[Stored data]
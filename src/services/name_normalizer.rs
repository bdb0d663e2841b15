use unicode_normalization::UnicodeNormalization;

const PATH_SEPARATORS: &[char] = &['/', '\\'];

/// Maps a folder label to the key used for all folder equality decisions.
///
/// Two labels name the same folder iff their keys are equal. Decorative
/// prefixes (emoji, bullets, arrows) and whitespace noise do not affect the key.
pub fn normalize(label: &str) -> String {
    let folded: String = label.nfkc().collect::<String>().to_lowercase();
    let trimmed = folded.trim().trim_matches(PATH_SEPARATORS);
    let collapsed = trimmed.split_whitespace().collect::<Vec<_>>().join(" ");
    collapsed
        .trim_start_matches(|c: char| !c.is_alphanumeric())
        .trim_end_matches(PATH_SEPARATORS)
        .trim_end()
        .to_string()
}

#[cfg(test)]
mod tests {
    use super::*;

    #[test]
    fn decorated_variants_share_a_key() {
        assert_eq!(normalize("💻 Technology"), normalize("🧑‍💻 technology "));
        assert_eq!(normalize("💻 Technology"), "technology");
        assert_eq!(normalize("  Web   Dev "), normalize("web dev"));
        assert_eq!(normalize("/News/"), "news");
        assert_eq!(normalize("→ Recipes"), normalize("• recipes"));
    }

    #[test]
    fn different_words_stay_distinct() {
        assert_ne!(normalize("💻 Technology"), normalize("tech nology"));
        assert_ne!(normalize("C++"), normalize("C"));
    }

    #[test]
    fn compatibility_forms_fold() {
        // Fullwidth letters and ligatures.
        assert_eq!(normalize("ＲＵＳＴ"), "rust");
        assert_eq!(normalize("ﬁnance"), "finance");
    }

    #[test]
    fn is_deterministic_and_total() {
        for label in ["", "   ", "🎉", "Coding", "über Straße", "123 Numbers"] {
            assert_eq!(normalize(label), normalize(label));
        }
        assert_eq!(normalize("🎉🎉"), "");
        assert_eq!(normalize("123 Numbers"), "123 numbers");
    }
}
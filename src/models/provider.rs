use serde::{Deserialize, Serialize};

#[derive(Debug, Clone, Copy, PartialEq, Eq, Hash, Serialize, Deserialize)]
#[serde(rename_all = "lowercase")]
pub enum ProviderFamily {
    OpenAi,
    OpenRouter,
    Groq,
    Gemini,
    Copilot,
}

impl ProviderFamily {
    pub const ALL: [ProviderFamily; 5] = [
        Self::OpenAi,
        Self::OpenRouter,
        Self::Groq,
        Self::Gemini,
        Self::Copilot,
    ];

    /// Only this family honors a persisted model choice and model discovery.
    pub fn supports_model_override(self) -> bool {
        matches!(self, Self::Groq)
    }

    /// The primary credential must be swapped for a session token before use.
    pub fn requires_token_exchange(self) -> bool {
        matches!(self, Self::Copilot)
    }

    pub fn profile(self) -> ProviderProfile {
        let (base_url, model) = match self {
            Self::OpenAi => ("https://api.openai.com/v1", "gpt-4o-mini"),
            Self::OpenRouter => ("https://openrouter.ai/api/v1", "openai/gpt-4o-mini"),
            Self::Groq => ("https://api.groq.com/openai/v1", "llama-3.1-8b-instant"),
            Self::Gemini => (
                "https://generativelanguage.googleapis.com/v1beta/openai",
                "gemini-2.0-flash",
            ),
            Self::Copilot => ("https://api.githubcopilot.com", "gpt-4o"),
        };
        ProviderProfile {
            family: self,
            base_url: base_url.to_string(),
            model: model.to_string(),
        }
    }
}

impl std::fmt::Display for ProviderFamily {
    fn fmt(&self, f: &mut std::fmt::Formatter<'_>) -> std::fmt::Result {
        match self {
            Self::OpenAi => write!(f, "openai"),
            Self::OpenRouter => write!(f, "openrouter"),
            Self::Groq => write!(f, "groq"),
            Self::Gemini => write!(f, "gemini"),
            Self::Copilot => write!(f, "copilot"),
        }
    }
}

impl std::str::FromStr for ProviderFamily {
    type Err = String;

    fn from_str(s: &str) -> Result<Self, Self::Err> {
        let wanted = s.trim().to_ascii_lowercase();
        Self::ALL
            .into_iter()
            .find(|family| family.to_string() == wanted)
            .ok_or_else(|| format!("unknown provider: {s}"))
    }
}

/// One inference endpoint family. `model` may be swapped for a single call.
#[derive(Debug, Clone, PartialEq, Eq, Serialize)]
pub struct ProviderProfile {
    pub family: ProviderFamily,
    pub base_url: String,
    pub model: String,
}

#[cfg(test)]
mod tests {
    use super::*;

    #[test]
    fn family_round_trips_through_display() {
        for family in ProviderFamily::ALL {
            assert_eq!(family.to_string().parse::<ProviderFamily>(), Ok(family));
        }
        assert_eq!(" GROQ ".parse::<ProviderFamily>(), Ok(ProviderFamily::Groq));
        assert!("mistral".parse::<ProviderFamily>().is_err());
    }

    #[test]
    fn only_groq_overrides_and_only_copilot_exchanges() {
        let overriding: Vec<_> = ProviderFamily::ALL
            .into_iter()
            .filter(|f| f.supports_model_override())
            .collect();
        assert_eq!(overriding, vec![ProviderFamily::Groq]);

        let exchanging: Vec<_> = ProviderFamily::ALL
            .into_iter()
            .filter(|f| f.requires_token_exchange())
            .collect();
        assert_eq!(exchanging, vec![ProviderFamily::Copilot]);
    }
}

_Your objective_. Read through the entries above and copy each line that has the string "collapsed" in it.

_The completed task_.
    let collapsed = trimmed.split_whitespace().collect::<Vec<_>>().join(" ");
    collapsed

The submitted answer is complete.